2) Fear of literature or art being labeled as homosexual was a worry for many. Naturally, writers and artists were frustrated with the limitations that this ridiculous fear put on their work. In 1896, one man questioned, “So now every tragic character will be forced to encumber himself with a woman for fear of being taxed with homosexual inclinations?” Hence, writing in female love interests or… wives.

3) Peter Doyle, the love of Walt Whitman’s life, said this of their meeting:

“We felt to each other at once. […] Something in me made me do it and something in him drew me that way. […] We were familiar at once - I put my hand on his knee - we understood.”

Originally posted by mishasteaparty

4) Paging @heimishtheidealhusband! A man called Edmund Gosse, when describing the experience of being gay and closeted, compared it to imagery associated with the Gothic horror story – a setting/concept more people could understand.

5) Surprise! The words “abominable” and “martyrs” show up a lot – like a lot, a lot – in descriptive language associated with homosexuality and the struggle for recognition, safety, and acceptance.

6) Does anyone remember which ACD story this quote is from?

They lived together and seldom parted. […] A subtle fire ran through their veins at every accidental touch. Whenever they caught sight of one another unexpectedly, they were filled with inexplicable rapture. They stayed up all night together, and when the grey light of dawn forced them to seek the rest that the excited mind refused the exhausted body, their farewells continued on the doorstep in conversations that lasted hours. […]

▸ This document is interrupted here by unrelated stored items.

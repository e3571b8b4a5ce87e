//! HTTP plumbing for the users REST service.
//!
//! Zellij plugins cannot block on I/O: a request is handed to the host with
//! `web_request` and its result comes back later as an event. This module
//! models both halves as plain values so the request lifecycle can be driven
//! and tested without the host.
//!
//! # Modules
//!
//! - `request`: [`HttpRequest`] / [`HttpResponse`] value types
//! - `errors`: [`ApiError`] and the status-to-message table
//! - `interceptor`: [`RequestInterceptor`], loading accounting around every call
//! - `api`: [`ApiClient`], the users service built on the interceptor

pub mod api;
pub mod errors;
pub mod interceptor;
pub mod request;

pub use api::{ApiClient, ApiOperation, ApiOutcome, Completion};
pub use errors::{ApiError, ErrorKind};
pub use interceptor::RequestInterceptor;
pub use request::{HttpMethod, HttpRequest, HttpResponse, RequestId};
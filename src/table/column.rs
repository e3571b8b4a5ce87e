//! Table columns and sort keys.

use std::cmp::Ordering;

use crate::domain::Employee;

#[derive(Debug, Clone, Copy, PartialEq, Eq, Hash)]
pub enum Column {
    Id,
    Name,
    Email,
    Phone,
    Position,
    Department,
    Salary,
    JoinDate,
    Status,
}

impl Column {
    /// Display order. Digit keys `1`..`9` select sort columns in this order.
    pub const ALL: [Self; 9] = [
        Self::Id,
        Self::Name,
        Self::Email,
        Self::Phone,
        Self::Position,
        Self::Department,
        Self::Salary,
        Self::JoinDate,
        Self::Status,
    ];

    /// Columns hidden first when the pane is too narrow, in drop order.
    pub const DROP_ORDER: [Self; 6] = [
        Self::Phone,
        Self::JoinDate,
        Self::Department,
        Self::Email,
        Self::Salary,
        Self::Position,
    ];

    #[must_use]
    pub const fn label(self) -> &'static str {
        match self {
            Self::Id => "ID",
            Self::Name => "Name",
            Self::Email => "Email",
            Self::Phone => "Phone",
            Self::Position => "Position",
            Self::Department => "Department",
            Self::Salary => "Salary",
            Self::JoinDate => "Join Date",
            Self::Status => "Status",
        }
    }

    /// Preferred display width in cells, header included.
    #[must_use]
    pub const fn width(self) -> usize {
        match self {
            Self::Id => 5,
            Self::Name => 22,
            Self::Email => 28,
            Self::Phone => 14,
            Self::Position => 24,
            Self::Department => 18,
            Self::Salary => 10,
            Self::JoinDate => 13,
            Self::Status => 9,
        }
    }

    /// Column for a 1-based digit key.
    #[must_use]
    pub fn from_digit(digit: u32) -> Option<Self> {
        let index = usize::try_from(digit).ok()?.checked_sub(1)?;
        Self::ALL.get(index).copied()
    }

    /// Cell text for `employee`.
    #[must_use]
    pub fn cell(self, employee: &Employee) -> String {
        match self {
            Self::Id => employee.id.to_string(),
            Self::Name => employee.full_name(),
            Self::Email => employee.email.clone(),
            Self::Phone => employee.phone.clone(),
            Self::Position => employee.position.clone(),
            Self::Department => employee.department.clone(),
            Self::Salary => employee.formatted_salary(),
            Self::JoinDate => employee.formatted_join_date(),
            Self::Status => employee.status.label().to_string(),
        }
    }

    /// Whether the filter searches this column's text.
    #[must_use]
    pub const fn is_searchable(self) -> bool {
        !matches!(self, Self::Id | Self::Salary | Self::JoinDate)
    }

    /// Ascending order of two rows on this column.
    ///
    /// Text compares case-insensitively; numbers and dates by value.
    #[must_use]
    pub fn compare(self, a: &Employee, b: &Employee) -> Ordering {
        match self {
            Self::Id => a.id.cmp(&b.id),
            Self::Salary => a.salary.total_cmp(&b.salary),
            Self::JoinDate => a.join_date.cmp(&b.join_date),
            Self::Status => a.status.label().cmp(b.status.label()),
            Self::Name => compare_text(&a.full_name(), &b.full_name()),
            Self::Email => compare_text(&a.email, &b.email),
            Self::Phone => compare_text(&a.phone, &b.phone),
            Self::Position => compare_text(&a.position, &b.position),
            Self::Department => compare_text(&a.department, &b.department),
        }
    }
}

fn compare_text(a: &str, b: &str) -> Ordering {
    a.to_lowercase().cmp(&b.to_lowercase())
}

#[derive(Debug, Clone, Copy, PartialEq, Eq)]
pub enum SortDirection {
    Ascending,
    Descending,
}

impl SortDirection {
    #[must_use]
    pub const fn arrow(self) -> &'static str {
        match self {
            Self::Ascending => "▲",
            Self::Descending => "▼",
        }
    }
}

#[derive(Debug, Clone, Copy, PartialEq, Eq)]
pub struct SortKey {
    pub column: Column,
    pub direction: SortDirection,
}

impl SortKey {
    #[must_use]
    pub fn compare(self, a: &Employee, b: &Employee) -> Ordering {
        let ordering = self.column.compare(a, b);
        match self.direction {
            SortDirection::Ascending => ordering,
            SortDirection::Descending => ordering.reverse(),
        }
    }
}

#[cfg(test)]
mod tests {
    use super::*;

    #[test]
    fn digit_keys_map_to_columns() {
        assert_eq!(Column::from_digit(1), Some(Column::Id));
        assert_eq!(Column::from_digit(9), Some(Column::Status));
        assert_eq!(Column::from_digit(0), None);
        assert_eq!(Column::from_digit(10), None);
    }
}
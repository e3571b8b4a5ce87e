//! Search bar component renderer.
//!
//! Renders the search input box with a bordered frame and the query text.

use crate::ui::helpers::{clip, position_cursor, text_width};
use crate::ui::theme::Theme;
use crate::ui::viewmodel::SearchBarInfo;

/// Horizontal margin for the search box (spaces on left and right).
const SEARCH_BOX_MARGIN: usize = 5;

/// Renders the 3-line search box at `row` and returns the row below it.
///
/// ```text
/// [margin] ┌──────────────────┐ [margin]
/// [margin] │ Search: query▏   │ [margin]
/// [margin] └──────────────────┘ [margin]
/// ```
///
/// While the query is being typed the frame uses the search border color and
/// a cursor follows the text. Once focus moves to the results the frame is
/// drawn with the plain border color.
pub fn render_search_bar(row: usize, search: &SearchBarInfo, theme: &Theme, cols: usize) -> usize {
    let box_width = cols.saturating_sub(SEARCH_BOX_MARGIN * 2);
    let inner_width = box_width.saturating_sub(2);
    let frame = if search.focused {
        &theme.colors.search_bar_border
    } else {
        &theme.colors.border
    };

    position_cursor(row, 1);
    print!("{}", " ".repeat(SEARCH_BOX_MARGIN));
    print!("{}", Theme::fg(frame));
    print!("┌{}┐", "─".repeat(inner_width));
    print!("{}", Theme::reset());

    let cursor = if search.focused { "▏" } else { "" };
    let search_text = clip(&format!(" Search: {}{cursor}", search.query), inner_width);
    let padding = inner_width.saturating_sub(text_width(&search_text));

    position_cursor(row + 1, 1);
    print!("{}", " ".repeat(SEARCH_BOX_MARGIN));
    print!("{}", Theme::fg(frame));
    print!("│");
    print!("{}", Theme::fg(&theme.colors.text_normal));
    print!("{search_text}");
    print!("{}", " ".repeat(padding));
    print!("{}", Theme::fg(frame));
    print!("│");
    print!("{}", Theme::reset());

    position_cursor(row + 2, 1);
    print!("{}", " ".repeat(SEARCH_BOX_MARGIN));
    print!("{}", Theme::fg(frame));
    print!("└{}┘", "─".repeat(inner_width));
    print!("{}", Theme::reset());

    row + 3
}
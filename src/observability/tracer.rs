//! Tracer provider that exports spans to a local file.
//!
//! Plugins run inside the Zellij sandbox with no collector to talk to, so
//! finished spans are encoded as OTLP JSON and appended to a rotating file.

use std::path::PathBuf;
use std::sync::atomic::{AtomicBool, Ordering};

use futures_util::future::BoxFuture;
use opentelemetry::trace::TraceError;
use opentelemetry_sdk::export::trace::{ExportResult, SpanData, SpanExporter};
use opentelemetry_sdk::resource::Resource;
use opentelemetry_sdk::trace::TracerProvider;

use super::file_writer::FileWriter;
use super::span_formatter::SpanFormatter;

/// Span exporter that appends OTLP JSON batches to a rotating file.
///
/// Each exported batch becomes one line holding a full `resourceSpans`
/// document, so the file can be replayed line by line into a collector.
struct OtlpFileExporter {
    /// Rotating trace file.
    writer: FileWriter,
    /// Encodes batches with the plugin's resource attributes.
    formatter: SpanFormatter,
    /// Set by `shutdown`; later exports fail.
    stopped: AtomicBool,
}

impl OtlpFileExporter {
    /// Creates an exporter writing to `file_path`.
    ///
    /// # Parameters
    ///
    /// * `file_path` - Trace file, rotated by [`FileWriter`]
    /// * `resource` - Resource attributes stamped on every batch
    const fn new(file_path: PathBuf, resource: Resource) -> Self {
        Self {
            writer: FileWriter::new(file_path),
            formatter: SpanFormatter::new(resource),
            stopped: AtomicBool::new(false),
        }
    }

    /// Encodes `batch` and appends it as one line.
    ///
    /// # Returns
    ///
    /// - `Ok(())` once the line is written
    /// - `Err(TraceError)` after shutdown or when the write fails
    fn write_batch(&self, batch: &[SpanData]) -> ExportResult {
        if self.stopped.load(Ordering::SeqCst) {
            return Err(TraceError::from("file exporter is shut down"));
        }

        let line = self.formatter.format_batch(batch).to_string();
        self.writer.write_line(&line).map_err(|e| TraceError::from(e.to_string()))
    }
}

impl SpanExporter for OtlpFileExporter {
    /// Writes the whole batch as one JSON line.
    fn export(&mut self, batch: Vec<SpanData>) -> BoxFuture<'static, ExportResult> {
        let result = self.write_batch(&batch);
        Box::pin(std::future::ready(result))
    }

    /// Stops accepting batches. The file handle closes when the writer drops.
    fn shutdown(&mut self) {
        self.stopped.store(true, Ordering::SeqCst);
    }
}

impl std::fmt::Debug for OtlpFileExporter {
    fn fmt(&self, f: &mut std::fmt::Formatter<'_>) -> std::fmt::Result {
        f.debug_struct("OtlpFileExporter")
            .field("writer", &self.writer)
            .field("stopped", &self.stopped)
            .finish_non_exhaustive()
    }
}

/// Builds a provider that exports every span synchronously to `file_path`.
///
/// # Parameters
///
/// * `file_path` - Trace file location, usually `<data dir>/zroster-otlp.json`
/// * `resource` - Service attributes shared by the exporter and provider
///
/// # Returns
///
/// A provider ready to back a `tracing_opentelemetry` layer.
///
/// The simple exporter is used because the plugin has no async runtime to
/// drive a batch processor.
pub fn create_tracer_provider(file_path: PathBuf, resource: Resource) -> TracerProvider {
    let exporter = OtlpFileExporter::new(file_path, resource.clone());

    TracerProvider::builder()
        .with_config(opentelemetry_sdk::trace::Config::default().with_resource(resource))
        .with_simple_exporter(exporter)
        .build()
}

#[cfg(test)]
mod tests {
    use super::*;
    use opentelemetry::KeyValue;

    #[test]
    fn writes_one_line_per_batch_until_shutdown() {
        let dir = tempfile::tempdir().unwrap();
        let path = dir.path().join("trace.json");
        let mut exporter =
            OtlpFileExporter::new(path.clone(), Resource::new(vec![KeyValue::new("service.name", "Zroster")]));

        exporter.write_batch(&[]).unwrap();
        exporter.write_batch(&[]).unwrap();
        assert_eq!(std::fs::read_to_string(&path).unwrap().lines().count(), 2);

        exporter.shutdown();
        assert!(exporter.write_batch(&[]).is_err());
        assert_eq!(std::fs::read_to_string(&path).unwrap().lines().count(), 2);
    }
}
//! Employee domain model.
//!
//! [`Employee`] is the record served by the `/users` REST collection. The wire
//! format is camelCase JSON; identifiers and join dates are decoded leniently
//! because json-server releases disagree on their representation.

use chrono::NaiveDate;
use serde::de::Error as _;
use serde::{Deserialize, Deserializer, Serialize};
use std::fmt;

/// Identifier of an employee record, assigned by the backend.
///
/// Decodes from either a JSON number (`7`) or a numeric string (`"7"`).
#[derive(Debug, Clone, Copy, PartialEq, Eq, Hash, PartialOrd, Ord, Serialize)]
#[serde(transparent)]
pub struct EmployeeId(pub u64);

impl<'de> Deserialize<'de> for EmployeeId {
    fn deserialize<D: Deserializer<'de>>(deserializer: D) -> Result<Self, D::Error> {
        #[derive(Deserialize)]
        #[serde(untagged)]
        enum Raw {
            Number(u64),
            Text(String),
        }

        match Raw::deserialize(deserializer)? {
            Raw::Number(n) => Ok(Self(n)),
            Raw::Text(s) => s
                .trim()
                .parse()
                .map(Self)
                .map_err(|_| D::Error::custom(format!("invalid employee id: {s:?}"))),
        }
    }
}

impl fmt::Display for EmployeeId {
    fn fmt(&self, f: &mut fmt::Formatter<'_>) -> fmt::Result {
        write!(f, "{}", self.0)
    }
}

/// Lifecycle status of an employee.
#[derive(Debug, Clone, Copy, PartialEq, Eq, Hash, PartialOrd, Ord, Serialize, Deserialize)]
pub enum EmployeeStatus {
    Active,
    Inactive,
    #[serde(rename = "On Leave")]
    OnLeave,
}

impl EmployeeStatus {
    /// Every status, in the order offered by the edit form.
    pub const ALL: [Self; 3] = [Self::Active, Self::Inactive, Self::OnLeave];

    /// Display label, identical to the wire value.
    #[must_use]
    pub const fn label(self) -> &'static str {
        match self {
            Self::Active => "Active",
            Self::Inactive => "Inactive",
            Self::OnLeave => "On Leave",
        }
    }

    /// Parses a display label back into a status.
    #[must_use]
    pub fn from_label(label: &str) -> Option<Self> {
        Self::ALL.into_iter().find(|s| s.label() == label)
    }
}

impl fmt::Display for EmployeeStatus {
    fn fmt(&self, f: &mut fmt::Formatter<'_>) -> fmt::Result {
        f.write_str(self.label())
    }
}

/// An employee record as stored by the backend.
#[derive(Debug, Clone, PartialEq, Serialize, Deserialize)]
#[serde(rename_all = "camelCase")]
pub struct Employee {
    pub id: EmployeeId,
    pub first_name: String,
    pub last_name: String,
    pub email: String,
    pub phone: String,
    pub position: String,
    pub department: String,
    pub salary: f64,
    #[serde(with = "join_date")]
    pub join_date: NaiveDate,
    pub status: EmployeeStatus,
    #[serde(default, skip_serializing_if = "Option::is_none")]
    pub avatar: Option<String>,
}

/// An employee without an identifier: the body of create and update requests.
#[derive(Debug, Clone, PartialEq, Serialize, Deserialize)]
#[serde(rename_all = "camelCase")]
pub struct EmployeeDraft {
    pub first_name: String,
    pub last_name: String,
    pub email: String,
    pub phone: String,
    pub position: String,
    pub department: String,
    pub salary: f64,
    #[serde(with = "join_date")]
    pub join_date: NaiveDate,
    pub status: EmployeeStatus,
}

impl Employee {
    /// Builds a full record from a draft and a server-assigned id.
    #[must_use]
    pub fn from_draft(id: EmployeeId, draft: EmployeeDraft) -> Self {
        Self {
            id,
            first_name: draft.first_name,
            last_name: draft.last_name,
            email: draft.email,
            phone: draft.phone,
            position: draft.position,
            department: draft.department,
            salary: draft.salary,
            join_date: draft.join_date,
            status: draft.status,
            avatar: None,
        }
    }

    /// Copies the editable fields into a draft.
    #[must_use]
    pub fn to_draft(&self) -> EmployeeDraft {
        EmployeeDraft {
            first_name: self.first_name.clone(),
            last_name: self.last_name.clone(),
            email: self.email.clone(),
            phone: self.phone.clone(),
            position: self.position.clone(),
            department: self.department.clone(),
            salary: self.salary,
            join_date: self.join_date,
            status: self.status,
        }
    }

    /// `"First Last"`.
    #[must_use]
    pub fn full_name(&self) -> String {
        format!("{} {}", self.first_name, self.last_name)
    }

    /// Lowercased text the table filter matches against.
    ///
    /// Covers name parts, contact info, role, department and status.
    #[must_use]
    pub fn search_text(&self) -> String {
        [
            self.first_name.as_str(),
            self.last_name.as_str(),
            self.email.as_str(),
            self.phone.as_str(),
            self.position.as_str(),
            self.department.as_str(),
            self.status.label(),
        ]
        .join(" ")
        .to_lowercase()
    }

    /// Salary as whole US dollars, e.g. `$85,000`.
    #[must_use]
    pub fn formatted_salary(&self) -> String {
        format_usd(self.salary)
    }

    /// Join date as `Jan 15, 2023`.
    #[must_use]
    pub fn formatted_join_date(&self) -> String {
        self.join_date.format("%b %-d, %Y").to_string()
    }
}

/// Formats an amount as US dollars without decimals.
#[must_use]
pub fn format_usd(amount: f64) -> String {
    #[allow(clippy::cast_possible_truncation)]
    let rounded = amount.round() as i64;
    let digits = rounded.unsigned_abs().to_string();

    let mut grouped = String::with_capacity(digits.len() + digits.len() / 3);
    for (i, ch) in digits.chars().enumerate() {
        if i > 0 && (digits.len() - i) % 3 == 0 {
            grouped.push(',');
        }
        grouped.push(ch);
    }

    if rounded < 0 {
        format!("-${grouped}")
    } else {
        format!("${grouped}")
    }
}

/// Lenient `joinDate` codec: accepts `YYYY-MM-DD` or RFC 3339, writes `YYYY-MM-DD`.
mod join_date {
    use chrono::{DateTime, NaiveDate};
    use serde::de::Error as _;
    use serde::{Deserialize, Deserializer, Serializer};

    const FORMAT: &str = "%Y-%m-%d";

    pub fn serialize<S: Serializer>(date: &NaiveDate, serializer: S) -> Result<S::Ok, S::Error> {
        serializer.serialize_str(&date.format(FORMAT).to_string())
    }

    pub fn deserialize<'de, D: Deserializer<'de>>(deserializer: D) -> Result<NaiveDate, D::Error> {
        let raw = String::deserialize(deserializer)?;
        parse(&raw).ok_or_else(|| D::Error::custom(format!("invalid join date: {raw:?}")))
    }

    pub(super) fn parse(raw: &str) -> Option<NaiveDate> {
        let raw = raw.trim();
        NaiveDate::parse_from_str(raw, FORMAT)
            .ok()
            .or_else(|| DateTime::parse_from_rfc3339(raw).ok().map(|dt| dt.date_naive()))
            .or_else(|| raw.get(..10).and_then(|prefix| NaiveDate::parse_from_str(prefix, FORMAT).ok()))
    }
}

/// Parses a join date the same way the wire codec does.
#[must_use]
pub fn parse_join_date(raw: &str) -> Option<NaiveDate> {
    join_date::parse(raw)
}

#[cfg(test)]
mod tests {
    use super::*;

    fn sample_json(id: &str) -> String {
        format!(
            r#"{{
                "id": {id},
                "firstName": "John",
                "lastName": "Doe",
                "email": "john.doe@example.com",
                "phone": "+15550100",
                "position": "Software Engineer",
                "department": "Engineering",
                "salary": 85000,
                "joinDate": "2023-01-15T00:00:00.000Z",
                "status": "On Leave"
            }}"#
        )
    }

    #[test]
    fn decodes_numeric_and_string_ids() {
        let numeric: Employee = serde_json::from_str(&sample_json("7")).unwrap();
        let textual: Employee = serde_json::from_str(&sample_json("\"7\"")).unwrap();

        assert_eq!(numeric.id, EmployeeId(7));
        assert_eq!(textual.id, EmployeeId(7));
        assert_eq!(numeric.status, EmployeeStatus::OnLeave);
        assert_eq!(numeric.join_date, NaiveDate::from_ymd_opt(2023, 1, 15).unwrap());
    }

    #[test]
    fn rejects_non_numeric_id() {
        let result: std::result::Result<Employee, _> = serde_json::from_str(&sample_json("\"abc\""));
        assert!(result.is_err());
    }

    #[test]
    fn serializes_camel_case_with_plain_date() {
        let employee: Employee = serde_json::from_str(&sample_json("3")).unwrap();
        let value = serde_json::to_value(employee.to_draft()).unwrap();

        assert_eq!(value["firstName"], "John");
        assert_eq!(value["joinDate"], "2023-01-15");
        assert_eq!(value["status"], "On Leave");
        assert!(value.get("id").is_none());
    }

    #[test]
    fn search_text_covers_names_and_status() {
        let employee: Employee = serde_json::from_str(&sample_json("1")).unwrap();
        let text = employee.search_text();

        assert!(text.contains("john doe"));
        assert!(text.contains("engineering"));
        assert!(text.contains("on leave"));
    }

    #[test]
    fn formats_salary_and_date() {
        let employee: Employee = serde_json::from_str(&sample_json("1")).unwrap();

        assert_eq!(employee.formatted_salary(), "$85,000");
        assert_eq!(employee.formatted_join_date(), "Jan 15, 2023");
        assert_eq!(format_usd(999.6), "$1,000");
        assert_eq!(format_usd(1_234_567.0), "$1,234,567");
        assert_eq!(format_usd(0.0), "$0");
    }
}
//! Infrastructure layer for filesystem and environment interactions.
//!
//! This module provides utilities for working with the Zellij plugin sandbox,
//! where the host filesystem is mounted under `/host`, and the wall clock the
//! rest of the plugin reads time from.

pub mod clock;
pub mod paths;

pub use clock::{Clock, ManualClock, SystemClock};
pub use paths::{expand_tilde, get_data_dir};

No? Perhaps because it’s from Venus Urania (1798) by Friedrich von Ramdohr. It told the bitter-sweet tale of two men who met in a famous German academy. Sadly, it ends with them realising they’re in love with each other – including both manifesting the “crude symptoms of physical sexual sympathy” (hint hint) during an embrace. They force themselves apart and settle for a tender respect, with more distance, in their relationship.

Did ACD ever read this book? Who knows. What we do know is that whenever it was told, the traditional story of two men who obviously love each other usually seemed to end pretty sadly.

Luckily, now we’ve got a story where “the thrill of the chase” and the “blood pumping through your veins is followed by “just the two of us against the rest of the world” – so maybe this ending won’t turn out to be so sad.